1

I'm trying to recreate the pyLDAvis chart in Altair. I have a VL spec with a lot of transforms in it and I'm having trouble converting that to Altair. All credit goes here and here for helping me to get this far.

I think I'm getting close but I get the following error:

Altair.vegalite.v4.schema.channels.ColorValue, validating 'additionalProperties'
Additional properties are not allowed ('selection' was unexpected)

In the end, I'm most concerned about whether or not I translated all the transforms correctly from VL to Altair.

Any help is much appreciated as I think this would be a nice contribution to the NLP/Topic Modeling community.

import altair as alt
import pandas as pd
import numpy as np

data={
 'Term': ['algorithm','learning','learning','algorithm','algorithm','learning'],
 'Freq_x': [1330,1353,304.42,296.69,157.59,140.35],
 'Total': [1330, 1353,1353.7,1330.47,1330.47,1353.7],
 'Category': ['Default', 'Default', 'Topic1', 'Topic1', 'Topic2', 'Topic2'],
 'logprob': [30.0, 27.0, -5.116, -5.1418, -5.4112, -5.5271],
 'loglift': [30.0, 27.0, 0.0975, 0.0891, -0.1803, -0.3135],
 'saliency_ind': [0, 3, 76, 77, 181, 186],
 'x': [np.nan,np.nan,-0.0080,-0.0080,-0.0053,-0.0053],
 'y': [np.nan,np.nan,-0.0056,-0.0056, 0.0003,0.0003],
 'topics': [np.nan, np.nan, 1.0, 1.0, 2.0, 2.0],
 'cluster': [np.nan, np.nan, 1.0, 1.0, 1.0, 1.0],
 'Freq_y': [np.nan,np.nan,20.39,20.39,14.18,14.18]}

df=pd.DataFrame(data)

pts = alt.selection(type="single", fields=['Category'], empty='none')

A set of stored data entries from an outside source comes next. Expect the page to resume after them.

//! Student performance analytics.
//!
//! Load exam marks into a [`data::RecordSet`], derive summaries, rankings,
//! clusters, declines and suggestions from it, and export any resulting
//! table as a PDF report.

pub mod analytics;
pub mod api;
pub mod cluster;
pub mod config;
pub mod dashboard;
pub mod data;
pub mod error;
pub mod model;
pub mod report;
pub mod suggestions;

pub use config::Settings;
pub use data::{Exam, Record, RecordFilter, RecordSet};
pub use error::{AnalyticsError, Result};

points=alt.Chart().mark_circle(tooltip=True).encode(
    x='mean(x)',
    y='mean(y)',
    size='Freq_y',
    tooltip=['topics', 'cluster'],
    detail='Category',
    color=alt.condition(pts, alt.value('#F28E2B'), alt.value('#4E79A7'))
).add_selection(pts)

trans=alt.Chart(
    ).transform_joinaggregate(
        max_fx='max(Freq_x)'
    ).transform_calculate(
        filterCategory="selector046['Category'] ? selector046['Category'] : []"
    ).transform_calculate(
      filtered_Freq_x="indexof(datum.filterCategory,datum['Category']) > -1 ? datum['Freq_x'] : null"
    ).transform_window(
        Sorted='rank()',
        sort=[{'field': "filtered_Freq_x:Q", "order": "descending"}]
    )

b1=alt.Chart().mark_bar().encode(
    x='Freq_x',
    y=alt.Y('Term', sort=alt.SortField("Sorted")),
    tooltip=['Total'],
)

b2=alt.Chart().mark_bar(color='#F28E2B').encode(
    x='filtered_Freq_x:Q',
    y=alt.Y('Term', sort=alt.SortField("Sorted")),
    tooltip=['Total'],
)

bars_1=trans+b1
bars_2=trans+b2

alt.hconcat(points,bars_1+bars_2, data=df).resolve_legend(
    color="independent",
    size="independent"
)

campo
  • 624
  • 5
  • 15
  • 1
    Altair uses pandas to determine which data type to use when plotting the data. For any data not part of a pandas dataframe, such as data from a URL or a column from a transform, you will need to [explicitly specify what type the data is](https://altair-viz.github.io/user_guide/encoding.html#encoding-data-types): `x='filtered_Freq_x:Q'`. – joelostblom Jun 15 '21 at 02:39
  • Ah yes, that makes sense. Thank you! Do you think the transforms look okay? It was very hard to know how to translate that aspect of VL to Altair. I'm definitely doing my best to understand it. – campo Jun 15 '21 at 12:30
  • 1
    I ran into another error when I tried briefly right now, so if you get stuck again, feel free to reformat this question with the new issue. I know it is difficult to sometimes transfer VL to Altair and I can't say on the top of my head whether this is equivalent to that previous answer. – joelostblom Jun 15 '21 at 15:39
  • @joelostblom Thanks very much. I've reformulated the question to ask about the the `transforms` from VL to Altair (and corrected the initial error). Take care. – campo Jun 15 '21 at 21:48

0 Answers0